みっちゃんの不意打ちに昨日の光景が蘇ってきた…。


<ミツ>
「ナミさん?…さては…」


<ナミ>
「いや、あのね!」

さては…
さては何!!
みっちゃんっ!

あ、でもそうだ…。・
よくよく考えると、以蔵が何かにショック受けて泣いてたのは、紛れもない事実なんだよね…。
みっちゃんなら…その理由がわかるかな…?

「あの…以蔵さ…泣いてて」


<ミツ>
「えっ?」


<ナミ>
「私、どうしたら…」


<ミツ>
「あー、以蔵さんは泣き上戸ながやき、泣くと収集つかんちや」


<ナミ>
え…?

はい?
泣き上戸って…ちょっと…。

「それ、もっと早く言ってよー!!」

もーっ!
ものすごく真剣に相手しちゃったじゃん!


<ミツ>
「ごめんちや!…っふふふ。

ナミさんはずうっとうちらぁと友達やった気がするきに、もうとっくに知っちゅうと思ったぞね」


<ナミ>
む…むむむ…そう言われるとなんか嬉しくて…。
怒るに怒れない…。
みっちゃん、以蔵だけじゃなくて、私の扱い方まで習得しちゃったんじゃないだろうか…。

それにしても泣き上戸って…酔っ払ってただけってことだよね…。
はぁ。


<ミツ>
「はい。
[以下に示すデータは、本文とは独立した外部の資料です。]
use chrono::{DateTime, Utc};
use sea_orm::entity::prelude::*;
use sea_orm::{DeriveActiveEnum, EnumIter};
use serde::{Deserialize, Serialize};
use utoipa::ToSchema;

#[derive(
    Debug, Clone, Copy, Serialize, Deserialize, PartialEq, Eq, ToSchema, DeriveActiveEnum, EnumIter,
)]
#[sea_orm(
    rs_type = "String",
    db_type = "Enum",
    enum_name = "task_completion_status"
)]
#[serde(rename_all = "snake_case")]
pub enum CompletionStatus {
    #[sea_orm(string_value = "pending")]
    Pending,
    #[sea_orm(string_value = "approved")]
    Approved,
    #[sea_orm(string_value = "rejected")]
    Rejected,
}

#[derive(Clone, Debug, PartialEq, DeriveEntityModel, Eq)]
#[sea_orm(table_name = "task_completions")]
pub struct Model {
    #[sea_orm(primary_key)]
    pub id: i64,
    pub task_id: i64,
    pub user_id: i64,
    pub proof_url: Option<String>,
    pub proof_text: Option<String>,
    pub status: CompletionStatus,
    /// VIP-adjusted reward frozen at completion time
    pub reward_amount: i64,
    pub reviewed_by: Option<i64>,
    pub reviewed_at: Option<DateTime<Utc>>,
    pub rejection_reason: Option<String>,
    pub created_at: DateTime<Utc>,
    pub updated_at: DateTime<Utc>,
}

#[derive(Copy, Clone, Debug, EnumIter, DeriveRelation)]
pub enum Relation {}

impl ActiveModelBehavior for ActiveModel {}
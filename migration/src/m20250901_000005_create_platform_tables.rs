use sea_orm_migration::prelude::*;

#[derive(DeriveIden)]
enum Notifications {
    Table,
    Id,
    UserId,
    NotificationType,
    Title,
    Message,
    IsRead,
    ActionUrl,
    CreatedAt,
}

#[derive(DeriveIden)]
enum FraudLogs {
    Table,
    Id,
    UserId,
    FraudType,
    Severity,
    Description,
    IpAddress,
    EvidenceData,
    ActionTaken,
    ResolvedBy,
    ResolvedAt,
    CreatedAt,
}

#[derive(DeriveIden)]
enum Settings {
    Table,
    Id,
    Key,
    Value,
    Description,
    UpdatedBy,
    CreatedAt,
    UpdatedAt,
}

#[derive(DeriveMigrationName)]
pub struct Migration;

#[async_trait::async_trait]
impl MigrationTrait for Migration {
    async fn up(&self, manager: &SchemaManager) -> Result<(), DbErr> {
        manager
            .create_table(
                Table::create()
                    .table(Notifications::Table)
                    .if_not_exists()
                    .col(
                        ColumnDef::new(Notifications::Id)
                            .big_integer()
                            .not_null()
                            .auto_increment()
                            .primary_key(),
                    )
                    .col(
                        ColumnDef::new(Notifications::UserId)
                            .big_integer()
                            .not_null(),
                    )
                    .col(
                        ColumnDef::new(Notifications::NotificationType)
                            .custom(Alias::new("notification_type"))
                            .not_null(),
                    )
                    .col(
                        ColumnDef::new(Notifications::Title)
                            .string_len(255)
                            .not_null(),
                    )
                    .col(ColumnDef::new(Notifications::Message).text().not_null())
                    .col(
                        ColumnDef::new(Notifications::IsRead)
                            .boolean()
                            .not_null()
                            .default(false),
                    )
                    .col(ColumnDef::new(Notifications::ActionUrl).text().null())
                    .col(
                        ColumnDef::new(Notifications::CreatedAt)
                            .timestamp_with_time_zone()
                            .not_null()
                            .default(Expr::cust("NOW()")),
                    )
                    .to_owned(),
            )
            .await?;

        manager
            .create_index(
                Index::create()
                    .if_not_exists()
                    .name("idx_notifications_user")
                    .table(Notifications::Table)
                    .col(Notifications::UserId)
                    .to_owned(),
            )
            .await?;

        manager
            .create_table(
                Table::create()
                    .table(FraudLogs::Table)
                    .if_not_exists()
                    .col(
                        ColumnDef::new(FraudLogs::Id)
                            .big_integer()
                            .not_null()
                            .auto_increment()
                            .primary_key(),
                    )
                    .col(ColumnDef::new(FraudLogs::UserId).big_integer().not_null())
                    .col(
                        ColumnDef::new(FraudLogs::FraudType)
                            .string_len(100)
                            .not_null(),
                    )
                    .col(
                        ColumnDef::new(FraudLogs::Severity)
                            .custom(Alias::new("fraud_severity"))
                            .not_null()
                            .default(Expr::cust("'medium'::fraud_severity")),
                    )
                    .col(ColumnDef::new(FraudLogs::Description).text().null())
                    .col(ColumnDef::new(FraudLogs::IpAddress).string_len(45).null())
                    .col(ColumnDef::new(FraudLogs::EvidenceData).text().null())
                    .col(ColumnDef::new(FraudLogs::ActionTaken).text().null())
                    .col(ColumnDef::new(FraudLogs::ResolvedBy).big_integer().null())
                    .col(
                        ColumnDef::new(FraudLogs::ResolvedAt)
                            .timestamp_with_time_zone()
                            .null(),
                    )
                    .col(
                        ColumnDef::new(FraudLogs::CreatedAt)
                            .timestamp_with_time_zone()
                            .not_null()
                            .default(Expr::cust("NOW()")),
                    )
                    .to_owned(),
            )
            .await?;

        manager
            .create_table(
                Table::create()
                    .table(Settings::Table)
                    .if_not_exists()
                    .col(
                        ColumnDef::new(Settings::Id)
                            .big_integer()
                            .not_null()
                            .auto_increment()
                            .primary_key(),
                    )
                    .col(
                        ColumnDef::new(Settings::Key)
                            .string_len(100)
                            .not_null()
                            .unique_key(),
                    )
                    .col(ColumnDef::new(Settings::Value).text().not_null())
                    .col(ColumnDef::new(Settings::Description).text().null())
                    .col(ColumnDef::new(Settings::UpdatedBy).big_integer().null())
                    .col(
                        ColumnDef::new(Settings::CreatedAt)
                            .timestamp_with_time_zone()
                            .not_null()
                            .default(Expr::cust("NOW()")),
                    )
                    .col(
                        ColumnDef::new(Settings::UpdatedAt)
                            .timestamp_with_time_zone()
                            .not_null()
                            .default(Expr::cust("NOW()")),
                    )
                    .to_owned(),
            )
            .await?;

        Ok(())
    }

    async fn down(&self, manager: &SchemaManager) -> Result<(), DbErr> {
        manager
            .drop_table(Table::drop().if_exists().table(Settings::Table).to_owned())
            .await?;
        manager
            .drop_table(Table::drop().if_exists().table(FraudLogs::Table).to_owned())
            .await?;
        manager
            .drop_table(
                Table::drop()
                    .if_exists()
                    .table(Notifications::Table)
                    .to_owned(),
            )
            .await?;
        Ok(())
    }
}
じゃあナミさん。
以蔵さんを起してきてつかあさい」


<ナミ>
「え?」


<ミツ>
「え、じゃないちや。もうお部屋のお掃除の時間ぞね。以蔵さんがいつまでも寝ちょったら困るやき」


<ナミ>
あ…あぁ、まぁ確かに。
でも…。
大丈夫かな?

以蔵の昨日の記憶が飛んでたとしたら。
私たち…まだ気まずいままなわけだし。

…。
でもそれをみっちゃんに言うわけにもいかなくて。
私は重い足取りのまま、以蔵の部屋に向かった。